*** Data ***

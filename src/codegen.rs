//! Codegen module for the logging extensions generator
//!
//! Renders the Kotlin source of one generated unit from its emission identity.
//! Output is a pure function of the identity and options.

use crate::identifiers::kotlin_string_literal;
use crate::identity::EmissionIdentity;
use crate::options::GeneratorOptions;

/// Render the generated unit:
///
/// ```text
/// package com.example
///
/// import io.github.oshai.kotlinlogging.KLogger
/// import io.github.oshai.kotlinlogging.KotlinLogging
///
/// val SimpleClass.log: KLogger
///     get() = KotlinLogging.logger("com.example.SimpleClass")
/// ```
pub fn render_logger_extension(identity: &EmissionIdentity, options: &GeneratorOptions) -> String {
    let mut lines = Vec::with_capacity(7);

    // A bare `package` directive is not valid Kotlin.
    if !identity.escaped_package_name.is_empty() {
        lines.push(format!("package {}", identity.escaped_package_name));
        lines.push(String::new());
    }

    lines.push(format!("import {}", options.logger_type));
    lines.push(format!("import {}", options.logger_factory));
    lines.push(String::new());
    lines.push(format!(
        "{}val {}{}.{}: {}",
        identity.visibility.prefix(),
        identity.receiver.type_parameter_prefix(),
        identity.receiver.receiver_type,
        options.property_name,
        options.logger_type_name(),
    ));
    lines.push(format!(
        "    get() = {}.logger({})",
        options.logger_factory_name(),
        kotlin_string_literal(&identity.logger_name),
    ));

    lines.join("\n")
}

#[cfg(test)]
mod tests {
    use super::*;
    use crate::identity::resolve_identity;
    use crate::symbols::{Declaration, SourceFile, Visibility};

    fn render_first(file: &SourceFile) -> String {
        let options = GeneratorOptions::default();
        let class = file.class_declarations().last().unwrap();
        let identity = resolve_identity(&class, &options).unwrap();
        render_logger_extension(&identity, &options)
    }

    #[test]
    fn test_simple_class_unit() {
        let file = SourceFile::new("SimpleClass.kt", "com.example")
            .with_declaration(Declaration::class("SimpleClass", "com.example.SimpleClass"));

        let expected = "package com.example\n\
                        \n\
                        import io.github.oshai.kotlinlogging.KLogger\n\
                        import io.github.oshai.kotlinlogging.KotlinLogging\n\
                        \n\
                        val SimpleClass.log: KLogger\n    get() = KotlinLogging.logger(\"com.example.SimpleClass\")";
        assert_eq!(render_first(&file), expected);
    }

    #[test]
    fn test_internal_generic_unit() {
        let file = SourceFile::new("Box.kt", "com.example").with_declaration(
            Declaration::class("Box", "com.example.Box")
                .with_visibility(Visibility::Internal)
                .with_type_parameters(["T"])
                .with_nested(Declaration::class("Lid", "com.example.Box.Lid").with_type_parameters(["T"])),
        );

        let code = render_first(&file);
        assert!(code.contains("internal val <T, T2> Box<T>.Lid<T2>.log: KLogger"));
        assert!(code.contains("KotlinLogging.logger(\"com.example.Box.Lid\")"));
    }

    #[test]
    fn test_root_package_has_no_package_directive() {
        let file = SourceFile::new("Root.kt", "").with_declaration(Declaration::class("Root", "Root"));

        let code = render_first(&file);
        assert!(code.starts_with("import io.github.oshai.kotlinlogging.KLogger\n"));
        assert!(!code.contains("package"));
    }

    #[test]
    fn test_custom_logging_library() {
        let file = SourceFile::new("A.kt", "p").with_declaration(Declaration::class("A", "p.A"));
        let options = GeneratorOptions {
            logger_type: "org.acme.Log".to_string(),
            logger_factory: "org.acme.LogFactory".to_string(),
            property_name: "logger".to_string(),
            ..GeneratorOptions::default()
        };
        let class = file.class_declarations().next().unwrap();
        let identity = resolve_identity(&class, &options).unwrap();
        let code = render_logger_extension(&identity, &options);

        assert!(code.contains("import org.acme.Log\nimport org.acme.LogFactory\n"));
        assert!(code.contains("val A.logger: Log\n    get() = LogFactory.logger(\"p.A\")"));
    }
}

***

▶ Work task
Could you please retype the lines from the start of the data through the line with "options: &GeneratorOptions) ->", both included, and nothing else?

▶ Result for this task
filename src/codegen.rs
//! Codegen module for the logging extensions generator
//!
//! Renders the Kotlin source of one generated unit from its emission identity.
//! Output is a pure function of the identity and options.

use crate::identifiers::kotlin_string_literal;
use crate::identity::EmissionIdentity;
use crate::options::GeneratorOptions;

/// Render the generated unit:
///
/// ```text
/// package com.example
///
/// import io.github.oshai.kotlinlogging.KLogger
/// import io.github.oshai.kotlinlogging.KotlinLogging
///
/// val SimpleClass.log: KLogger
///     get() = KotlinLogging.logger("com.example.SimpleClass")
/// ```
pub fn render_logger_extension(identity: &EmissionIdentity, options: &GeneratorOptions) -> String {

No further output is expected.